- About this task: All entries should be copied exactly, none left out.

Supplied information section start

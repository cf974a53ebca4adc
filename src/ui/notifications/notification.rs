// SPDX-License-Identifier: MPL-2.0
//! Core notification data structures.
//!
//! This module defines the `Notification` struct, `Severity` enum, and the
//! fixed three-beat `Phase` timeline every toast runs through.

use crate::ui::design_tokens::palette;
use iced::Color;
use std::time::{Duration, Instant};

/// Pause before the slide-in starts.
pub const ENTRY_DELAY: Duration = Duration::from_millis(100);

/// Age at which the exit slide begins.
pub const DISPLAY_UNTIL: Duration = Duration::from_millis(3000);

/// Length of the exit slide.
pub const EXIT_RUN: Duration = Duration::from_millis(300);

/// Age at which the toast leaves the tree entirely.
pub const REMOVE_AFTER: Duration = Duration::from_millis(3300);

// The removal deadline is the exit start plus the exit run.
const _: () = assert!(REMOVE_AFTER.as_millis() == DISPLAY_UNTIL.as_millis() + EXIT_RUN.as_millis());

/// Unique identifier for a notification.
#[derive(Debug, Clone, Copy, PartialEq, Eq, Hash)]
pub struct NotificationId(u64);

impl NotificationId {
    /// Creates a new unique notification ID.
    pub fn new() -> Self {
        use std::sync::atomic::{AtomicU64, Ordering};
        static COUNTER: AtomicU64 = AtomicU64::new(0);
        Self(COUNTER.fetch_add(1, Ordering::Relaxed))
    }
}

impl Default for NotificationId {
    fn default() -> Self {
        Self::new()
    }
}

/// Severity level determines visual styling only; every toast shares the
/// same timeline.
#[derive(Debug, Clone, Copy, PartialEq, Eq, Default)]
pub enum Severity {
    /// Informational message (blue).
    #[default]
    Info,
    /// Operation completed successfully (green).
    Success,
}

impl Severity {
    /// Returns the primary color for this severity level.
    #[must_use]
    pub fn color(&self) -> Color {
        match self {
            Severity::Info => palette::INFO_500,
            Severity::Success => palette::SUCCESS_500,
        }
    }
}

/// Where a notification sits in its lifetime.
///
/// Phases are pure functions of age, so any observer that knows a creation
/// time can reconstruct the whole timeline without stored flags.
#[derive(Debug, Clone, Copy, PartialEq, Eq)]
pub enum Phase {
    /// Created but still off-screen.
    Entering,
    /// Slid in and readable.
    Visible,
    /// Sliding back out and fading.
    Exiting,
    /// Past the removal deadline; drop it from the tree.
    Removed,
}

impl Phase {
    /// Phase for a notification of the given age.
    #[must_use]
    pub fn at(age: Duration) -> Self {
        if age < ENTRY_DELAY {
            Phase::Entering
        } else if age < DISPLAY_UNTIL {
            Phase::Visible
        } else if age < REMOVE_AFTER {
            Phase::Exiting
        } else {
            Phase::Removed
        }
    }
}

/// A notification to be displayed to the user.
#[derive(Debug, Clone)]
pub struct Notification {
    /// Unique identifier for this notification.
    id: NotificationId,
    /// Severity level (determines the accent color).
    severity: Severity,
    /// The i18n key for the notification message.
    message_key: String,
    /// Optional arguments for message interpolation.
    message_args: Vec<(String, String)>,
    /// When this notification was created.
    created_at: Instant,
}

impl Notification {
    /// Creates a new notification with the given severity and message key.
    ///
    /// The `message_key` should be a valid i18n key that will be resolved
    /// at render time.
    pub fn new(severity: Severity, message_key: impl Into<String>) -> Self {
        Self {
            id: NotificationId::new(),
            severity,
            message_key: message_key.into(),
            message_args: Vec::new(),
            created_at: Instant::now(),
        }
    }

    /// Creates an info notification.
    pub fn info(message_key: impl Into<String>) -> Self {
        Self::new(Severity::Info, message_key)
    }

    /// Creates a success notification.
    pub fn success(message_key: impl Into<String>) -> Self {
        Self::new(Severity::Success, message_key)
    }

    /// Adds an argument for message interpolation.
    ///
    /// Arguments are passed to the i18n system when resolving the message.
    #[must_use]
    pub fn with_arg(mut self, key: impl Into<String>, value: impl Into<String>) -> Self {
        self.message_args.push((key.into(), value.into()));
        self
    }

    /// Returns the notification's unique ID.
    #[must_use]
    pub fn id(&self) -> NotificationId {
        self.id
    }

    /// Returns the severity level.
    #[must_use]
    pub fn severity(&self) -> Severity {
        self.severity
    }

    /// Returns the i18n message key.
    #[must_use]
    pub fn message_key(&self) -> &str {
        &self.message_key
    }

    /// Returns the message arguments for interpolation.
    #[must_use]
    pub fn message_args(&self) -> &[(String, String)] {
        &self.message_args
    }

    /// Returns when this notification was created.
    #[must_use]
    pub fn created_at(&self) -> Instant {
        self.created_at
    }

    /// Age as observed at `now`. Saturates to zero for clocks behind
    /// the creation time.
    #[must_use]
    pub fn age_at(&self, now: Instant) -> Duration {
        now.saturating_duration_since(self.created_at)
    }

    /// Lifecycle phase as observed at `now`.
    #[must_use]
    pub fn phase(&self, now: Instant) -> Phase {
        Phase::at(self.age_at(now))
    }

    /// Whether the removal deadline has passed at `now`.
    #[must_use]
    pub fn is_removed(&self, now: Instant) -> bool {
        self.phase(now) == Phase::Removed
    }
}
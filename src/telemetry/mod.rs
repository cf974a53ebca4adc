// SPDX-License-Identifier: MPL-2.0
//! Console-only session telemetry.
//!
//! The landing window reports two things: how long startup took, and how
//! long the user kept the window visible. Both go to stderr as plain
//! diagnostic text; nothing is transmitted or persisted.

mod engagement;

pub use engagement::EngagementTracker;

use std::time::Instant;

/// Writes a timestamped diagnostic line to stderr.
pub fn log(message: &str) {
    let stamp = chrono::Local::now().format("%H:%M:%S%.3f");
    eprintln!("[{stamp}] {message}");
}

/// Reports the time from process launch to the first frame being scheduled.
pub fn report_startup(launched_at: Instant) {
    log(&format!(
        "Window ready in {} ms",
        launched_at.elapsed().as_millis()
    ));
}

/// Reports the current engagement span, if the window is visible.
///
/// Nothing is logged when the window is already hidden at shutdown.
pub fn report_engagement(tracker: &EngagementTracker, now: Instant) {
    if let Some(seconds) = tracker.read_seconds(now) {
        log(&format!("Session engaged for {seconds} seconds"));
    }
}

Supplied information section end

- Output for this exercise:
repository cf974a53ebca4adc
filename src/ui/notifications/notification.rs
// SPDX-License-Identifier: MPL-2.0
//! Core notification data structures.
//!
//! This module defines the `Notification` struct, `Severity` enum, and the
//! fixed three-beat `Phase` timeline every toast runs through.

use crate::ui::design_tokens::palette;
use iced::Color;
use std::time::{Duration, Instant};

/// Pause before the slide-in starts.
pub const ENTRY_DELAY: Duration = Duration::from_millis(100);

/// Age at which the exit slide begins.
pub const DISPLAY_UNTIL: Duration = Duration::from_millis(3000);

/// Length of the exit slide.
pub const EXIT_RUN: Duration = Duration::from_millis(300);

/// Age at which the toast leaves the tree entirely.
pub const REMOVE_AFTER: Duration = Duration::from_millis(3300);

// The removal deadline is the exit start plus the exit run.
const _: () = assert!(REMOVE_AFTER.as_millis() == DISPLAY_UNTIL.as_millis() + EXIT_RUN.as_millis());

/// Unique identifier for a notification.
#[derive(Debug, Clone, Copy, PartialEq, Eq, Hash)]
pub struct NotificationId(u64);

impl NotificationId {
    /// Creates a new unique notification ID.
    pub fn new() -> Self {
        use std::sync::atomic::{AtomicU64, Ordering};
        static COUNTER: AtomicU64 = AtomicU64::new(0);
        Self(COUNTER.fetch_add(1, Ordering::Relaxed))
    }
}

impl Default for NotificationId {
    fn default() -> Self {
        Self::new()
    }
}

/// Severity level determines visual styling only; every toast shares the
/// same timeline.
#[derive(Debug, Clone, Copy, PartialEq, Eq, Default)]
pub enum Severity {
    /// Informational message (blue).
    #[default]
    Info,
    /// Operation completed successfully (green).
    Success,
}

impl Severity {
    /// Returns the primary color for this severity level.
    #[must_use]
    pub fn color(&self) -> Color {
        match self {
            Severity::Info => palette::INFO_500,
            Severity::Success => palette::SUCCESS_500,
        }
    }
}

/// Where a notification sits in its lifetime.
///
/// Phases are pure functions of age, so any observer that knows a creation
/// time can reconstruct the whole timeline without stored flags.
#[derive(Debug, Clone, Copy, PartialEq, Eq)]
pub enum Phase {
    /// Created but still off-screen.
    Entering,
    /// Slid in and readable.
    Visible,
    /// Sliding back out and fading.
    Exiting,
    /// Past the removal deadline; drop it from the tree.
    Removed,
}

impl Phase {
    /// Phase for a notification of the given age.
    #[must_use]
    pub fn at(age: Duration) -> Self {
        if age < ENTRY_DELAY {
            Phase::Entering
        } else if age < DISPLAY_UNTIL {
            Phase::Visible
        } else if age < REMOVE_AFTER {
            Phase::Exiting
        } else {
            Phase::Removed
        }
    }
}

/// A notification to be displayed to the user.
#[derive(Debug, Clone)]
pub struct Notification {
    /// Unique identifier for this notification.
    id: NotificationId,
    /// Severity level (determines the accent color).
    severity: Severity,
    /// The i18n key for the notification message.
    message_key: String,
    /// Optional arguments for message interpolation.
    message_args: Vec<(String, String)>,
    /// When this notification was created.
    created_at: Instant,
}

impl Notification {
    /// Creates a new notification with the given severity and message key.
    ///
    /// The `message_key` should be a valid i18n key that will be resolved
    /// at render time.
    pub fn new(severity: Severity, message_key: impl Into<String>) -> Self {
        Self {
            id: NotificationId::new(),
            severity,
            message_key: message_key.into(),
            message_args: Vec::new(),
            created_at: Instant::now(),
        }
    }

    /// Creates an info notification.
    pub fn info(message_key: impl Into<String>) -> Self {
        Self::new(Severity::Info, message_key)
    }

    /// Creates a success notification.
    pub fn success(message_key: impl Into<String>) -> Self {
        Self::new(Severity::Success, message_key)
    }

    /// Adds an argument for message interpolation.
    ///
    /// Arguments are passed to the i18n system when resolving the message.
    #[must_use]
    pub fn with_arg(mut self, key: impl Into<String>, value: impl Into<String>) -> Self {
        self.message_args.push((key.into(), value.into()));
        self
    }

    /// Returns the notification's unique ID.
    #[must_use]
    pub fn id(&self) -> NotificationId {
        self.id
    }

    /// Returns the severity level.
    #[must_use]
    pub fn severity(&self) -> Severity {
        self.severity
    }

    /// Returns the i18n message key.
    #[must_use]
    pub fn message_key(&self) -> &str {
        &self.message_key
    }

    /// Returns the message arguments for interpolation.
    #[must_use]
    pub fn message_args(&self) -> &[(String, String)] {
        &self.message_args
    }

    /// Returns when this notification was created.
    #[must_use]
    pub fn created_at(&self) -> Instant {
        self.created_at
    }

    /// Age as observed at `now`. Saturates to zero for clocks behind
    /// the creation time.
    #[must_use]
    pub fn age_at(&self, now: Instant) -> Duration {
        now.saturating_duration_since(self.created_at)
    }

    /// Lifecycle phase as observed at `now`.
    #[must_use]
    pub fn phase(&self, now: Instant) -> Phase {
        Phase::at(self.age_at(now))
    }

    /// Whether the removal deadline has passed at `now`.
    #[must_use]
    pub fn is_removed(&self, now: Instant) -> bool {
        self.phase(now) == Phase::Removed
    }
}
filename src/telemetry/mod.rs
repository cf974a53ebca4adc
// SPDX-License-Identifier: MPL-2.0
//! Console-only session telemetry.
//!
//! The landing window reports two things: how long startup took, and how
//! long the user kept the window visible. Both go to stderr as plain
//! diagnostic text; nothing is transmitted or persisted.

mod engagement;

pub use engagement::EngagementTracker;

use std::time::Instant;

/// Writes a timestamped diagnostic line to stderr.
pub fn log(message: &str) {
    let stamp = chrono::Local::now().format("%H:%M:%S%.3f");
    eprintln!("[{stamp}] {message}");
}

/// Reports the time from process launch to the first frame being scheduled.
pub fn report_startup(launched_at: Instant) {
    log(&format!(
        "Window ready in {} ms",
        launched_at.elapsed().as_millis()
    ));
}

/// Reports the current engagement span, if the window is visible.
///
/// Nothing is logged when the window is already hidden at shutdown.
pub fn report_engagement(tracker: &EngagementTracker, now: Instant) {
    if let Some(seconds) = tracker.read_seconds(now) {
        log(&format!("Session engaged for {seconds} seconds"));
    }
}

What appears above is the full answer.